British Dental Journal 222, 829 (2017)
Published online: 9 June 2017 | doi:10.1038/sj.bdj.2017.477

Death by commissioning

Peter Ward1

  1. Chief Executive BDA

The BDJ Upfront section includes editorials, letters, news, book reviews and interviews. Please direct your correspondence to the News Editor, Kate Quinlan at e-mail: BDJNews@nature.com. Press releases or articles may be edited, and should include a colour photograph if possible.

Death by commissioning

A series of recent events lead me to conclude that NHS England (NHSE) has a master plan.

That master plan looks like a determined effort to wrest away NHS dental care from small autonomous units. That model that has been supplied by a legion of conscientious practitioners ever since the beginning of the NHS. This applies both in salaried dental service and in general practice.

In the salaried service, recent years have seen the development and growth of social enterprise companies. These have proved attractive to service commissioners because they permit the commissioning of massive amounts of dentistry via a small number of transactions. We now see huge entities responsible for the delivery of care over enormous geographic areas.

We have also seen aggressive management practices adopted in what has, traditionally, been a more benign world. By fixing contract prices of these procurements and setting expected outcomes, NHSE has absolved itself from accountability in respect of the service offering. Instead, the centre can wag its finger and invoke penalties if the service is not up to scratch.

This leaves the lucky winner of any such contract with some tough decisions. Having bid at lowest price it must then make the sums add up. With NHS terms and conditions protected (at least for the short term), the managers must try to find ways to deliver more for less in the euphemistic name of 'efficiency'. This actually translates as, restriction of training time, shortened appointments, expectations of higher throughput of complex-needs patients and the deployment of those charged with running the service to excessive chairside time. Even more sinister is what looks like a desire to replace long-serving seniors and with juniors without altering the expectations of output. Hence the rash of redundancies and performance/disciplinary proceedings redoubling the workload of our employment relations teams in this area.

'Savings' is the name of the game. That coupled with ongoing 'efficiency' signals a race to the bottom, as each year becomes more and more squeezed than the last. It can't be long before the social enterprises seek freedom from the obligations of NHS terms and conditions - think about the savings to be had there!

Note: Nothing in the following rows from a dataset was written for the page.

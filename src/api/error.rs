use crate::error::ServiceError;
use crate::rules::error::RuleError;
use actix_web::error::ResponseError;
use actix_web::http::StatusCode;
use actix_web::HttpResponse;
use diesel::result::Error as DieselError;
use log::warn;
use serde_json::json;

#[derive(Fail, Debug)]
pub enum ApiError {
    #[fail(display = "Unauthorized: No active session")]
    Unauthorized,
    #[fail(display = "{}", _0)]
    Validation(String),
    #[fail(display = "{}", _0)]
    Forbidden(String),
    #[fail(display = "{}", _0)]
    NotFound(String),
    #[fail(display = "{}", _0)]
    Conflict(String),
    #[fail(display = "{}", _0)]
    Expired(String),
    #[fail(display = "Server error")]
    Generic(failure::Error),
}

impl From<failure::Error> for ApiError {
    fn from(e: failure::Error) -> Self {
        let mapped = if let Some(rule) = e.downcast_ref::<RuleError>() {
            Some(ApiError::Forbidden(rule.to_string()))
        } else if let Some(service) = e.downcast_ref::<ServiceError>() {
            let message = service.to_string();
            match service {
                ServiceError::GroupNameRequired
                | ServiceError::MissingTaskFields
                | ServiceError::StatusOnlyUpdate
                | ServiceError::SubUserEntitiesMissing => Some(ApiError::Validation(message)),
                ServiceError::GroupNotFound
                | ServiceError::TaskNotFound
                | ServiceError::UserNotFound
                | ServiceError::SubUserNotFound
                | ServiceError::InviteNotFound => Some(ApiError::NotFound(message)),
                ServiceError::InviteExpired => Some(ApiError::Expired(message)),
                ServiceError::InviteAlreadyUsed | ServiceError::AlreadyMember => {
                    Some(ApiError::Conflict(message))
                }
                ServiceError::TokenCollision => None,
            }
        } else if let Some(DieselError::NotFound) = e.downcast_ref::<DieselError>() {
            Some(ApiError::NotFound(String::from("Not found")))
        } else {
            None
        };
        mapped.unwrap_or(ApiError::Generic(e))
    }
}

impl ResponseError for ApiError {
    fn error_response(&self) -> HttpResponse {
        let status = match self {
            ApiError::Unauthorized => StatusCode::UNAUTHORIZED,
            ApiError::Validation(_) | ApiError::Expired(_) => StatusCode::BAD_REQUEST,
            ApiError::Forbidden(_) => StatusCode::FORBIDDEN,
            ApiError::NotFound(_) => StatusCode::NOT_FOUND,
            ApiError::Conflict(_) => StatusCode::CONFLICT,
            ApiError::Generic(ref e) => {
                warn!("{}", e);
                StatusCode::INTERNAL_SERVER_ERROR
            }
        };
        HttpResponse::build(status).json(json!({ "message": self.to_string() }))
    }
}
use crate::mail::Email;
use failure::Error;
use rusoto_ses::Destination;
use rusoto_ses::SendEmailRequest;
use rusoto_ses::Ses;
use rusoto_ses::SesClient;
use std::future::Future;
use std::pin::Pin;

pub trait EmailSender: Clone + Default + Send + Sync + Unpin + 'static {
    fn send_email(&self, email: Email) -> Pin<Box<dyn Future<Output = Result<(), Error>> + Send>>;
}

#[derive(Clone)]
pub struct SesSender {
    pub client: SesClient,
}

impl Default for SesSender {
    fn default() -> Self {
        SesSender {
            client: SesClient::new(Default::default()),
        }
    }
}

impl EmailSender for SesSender {
    fn send_email(&self, email: Email) -> Pin<Box<dyn Future<Output = Result<(), Error>> + Send>> {
        let destination = Destination {
            to_addresses: Some(vec![email.to]),
            ..Default::default()
        };
        let message = email.message.into();
        let req = SendEmailRequest {
            destination,
            message,
            source: email.from,
            ..Default::default()
        };

        let client = self.client.clone();
        Box::pin(async move { client.send_email(req).await.map(|_| ()).map_err(Into::into) })
    }
}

Move then to the equivalent situation in the self-employed end of practice. As things currently stand, extant GDS contracts are enduring and infinite. But the ever lengthening list of potential contractual breaches provides more and more opportunities to take away GDS contracts and renegotiate terms. Undercutting contract prices has led to speculative competition and land-grab by the large multi-site providers. Again, the attractiveness of what look like business savvy negotiators means that for local commissioners this is a preferred modus operandi. Large contracts with enormous undertakings at low prices must be attractive, particularly to commissioning managers who know nothing about what dentistry actually is.

Savings is the name of the game

To underline this general direction of travel it is worth looking at developments in the context of re-letting of the various expired PDS contracts. NHSE claims that it is obliged by procurement regulations to implement formal competitive tender processes determined by European precedents (although peculiarly this does not seem to apply in the devolved UK nations). The procurement of orthodontics exercise in the South of England has chosen to use a system that requires substantial business analysis and financial standing well outside the historic experience of individual practice owners. The BDA is seeking to challenge the legitimacy of this exercise on a number of grounds.

The strongly implied preference of commissioners appears to be substantially in favour of large providers over individual units. This again brings into question the matter of NHS terms and conditions for performers. The interposition of the third party organisation offers the opportunity to disenfranchise individual dentists from their rights under conventional NHS terms and conditions. If achieved, the cost savings to NHS England could be substantial. Safe to say that the savings will only apply if the entities can find practitioners to work under these conditions.

So, it is clear that the NHS in England stands to gain by 'going large' in all its areas of practice. But its gain is at the expense of the dentists who serve it. In essence, the wholesale dismantling of access to NHS terms and conditions provides the opportunity for savings. Proposing such a move overtly would be met with horror and outrage. Doing it stealthily and by downstream consequence may be less dramatic but the result is the same. It is not a good result for either dentists practising in England, or for patients expecting enduring, high quality care.